Cinco años antes, el mismo asesino había ordenado la muerte de Rodrigo Lara, una vez que falló el intento de enlodarlo. Lara contraatacó con denuedo e inteligencia, sacó a la luz la ya larga y densa trayectoria criminal de Escobar, y emprendió una dura ofensiva contra los narcotraficantes colombianos.
Puesto en fuga, Escobar ordenó y planeó su muerte. Lara fue asesinado en su auto a fines de abril de 1984. Su asesinato marcó el inicio de la guerra formal del Estado colombiano contra el cartel de Medellín, guerra en la que Escobar mantuvo frecuente y sangrientamente la iniciativa.

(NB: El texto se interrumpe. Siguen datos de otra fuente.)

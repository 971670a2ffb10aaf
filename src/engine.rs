//! NetworkSyncEngine - explicit owner of cache, polling table and
//! subscriptions.
//!
//! ## Architecture
//!
//! ```text
//! ┌──────────────────────────────────────────────────────────────┐
//! │ NetworkSyncEngine                                            │
//! │  fetcher: TreeFetcher          cache: TreeCache              │
//! │  trackers: RwLock<HashMap<NodeId, RootTracker>>              │
//! └──────────────────────────────────────────────────────────────┘
//!        │ one tracker per observed root (refcounted)
//!        ▼
//!  RootTracker ── RootScheduler task ──► poll ─► cache ─► fetcher ─► ledger
//!       │      └─ StreamListener task ──► cache.handle_event ─► refresh
//!       │
//!       └─ watch::Sender<RootView> ──► NetworkSubscription (projection + stats)
//! ```
//!
//! Every subscription of a root shares one tracker and one cached tree; the
//! tree is fetched with the largest depth/fan-out any subscriber asked for
//! and each subscription projects it down to its own options on read.
//!
//! Locks (`trackers`, polling state, cache map) are only held around map
//! access, never across a ledger call.

use std::collections::HashMap;
use std::sync::atomic::{AtomicBool, AtomicU64, Ordering};
use std::sync::{Arc, PoisonError, RwLock, RwLockReadGuard, RwLockWriteGuard, Weak};

use async_trait::async_trait;
use chrono::{DateTime, Utc};
use genealogy_types::{NetworkNode, NodeId, Projection};
use tokio::sync::{mpsc, oneshot, watch};
use tokio::task::JoinHandle;
use tokio::time::Instant;

use crate::cache::{InvalidationScope, SubscriptionId, TreeCache};
use crate::config::{PollingConfig, SubscribeConfig, SyncConfig};
use crate::error::{FetchError, SyncError, SyncResult};
use crate::events::{EventSink, EventSource, LedgerEvent, StreamListener};
use crate::fetcher::{FetchedTree, TreeFetcher, UplineMember};
use crate::ledger::LedgerQuery;
use crate::scheduler::{
    PollReason, PollTarget, PollingState, RefreshRequest, RootScheduler, SchedulerState, SharedPollingState,
};
use crate::stats::{aggregate, TreeStats};

/// Queued out-of-band refreshes per root; further event refreshes are coalesced
const REFRESH_QUEUE: usize = 8;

Pero eso fue después. Antes, en los inicios que ahora cubre la narconovela, aparece también la figura ejemplar de Guillermo Cano, el director de El Espectador, quien es uno de los primeros en expresar su respaldo a Lara e identificar, literalmente, a Escobar con el narcotráfico, detrás del entramado de calumnia y corrupción.
En el capítulo que vi, los tres, Lara, Galán y Cano, hablan, deliberan sobre cómo enfrentar esa amenaza nueva, en apariencia incipiente pero audaz, cuya amenaza perciben mejor que los demás.
En capítulos próximos, imagino, se recreará el momento en el que Cano encuentra en los archivos la foto de Escobar, arrestado por narcotráfico en los 70, con las manos en la cocaína, y la publicará en portada.
Luego, matarán a Lara, en 1984; a Cano, el 17 de diciembre de 1986; a Galán, en 1989; y a muchos, muchos otros más. Luego Escobar terminará de aterrorizar a Colombia y logrará la cárcel spa, que él pronto convertirá en cementerio, antes de la fuga y la última etapa, del terror desaforado.
Ahí empezará el rápido declive, que acelera la violencia enloquecida de Escobar. Una coalición sorprendente de estadounidenses, militares y policías colombianos, paramilitares, narcos de Cali y antiguos cómplices de Escobar se unirán en una contraofensiva que va de la investigación sofisticada a la cacería salvaje. El libro de Mark Bowden, “Killing Pablo”, describe con gran detalle lo que pasó; y el de Virginia Vallejo, “Amando a Pablo, odiando a Escobar”, el retrato cercano del narco acosado que termina cosechando, cuando huía descalzo sobre un techo, una parte de lo que sembró.
Su estilo no murió con él. Con ciertas mutaciones, hay ahora expresiones semi-insurgentes del crimen organizado en grupos como los Zetas, por ejemplo. Una suerte de capitalismo depredador que subvierte zonas y regiones enteras para controlarlas y expoliarlas. Es un modelo que, pese a su terrible toxicidad, no ha sido todavía lo suficientemente estudiado ni comprendido.
Lo que está claro es que tanto el avance de Escobar ayer como el de los Zetas hoy solo fue y es posible gracias a la impune corrupción dentro del Estado y partes de la sociedad; la ósmosis entre la criminalidad y figuras e instituciones públicas; la ambigüedad e hipocresía en la que pocos son realmente quienes afirman ser. En el caso de Escobar, los personajes y consecuencias de esa corrupción siguen emergiendo hasta el día de hoy.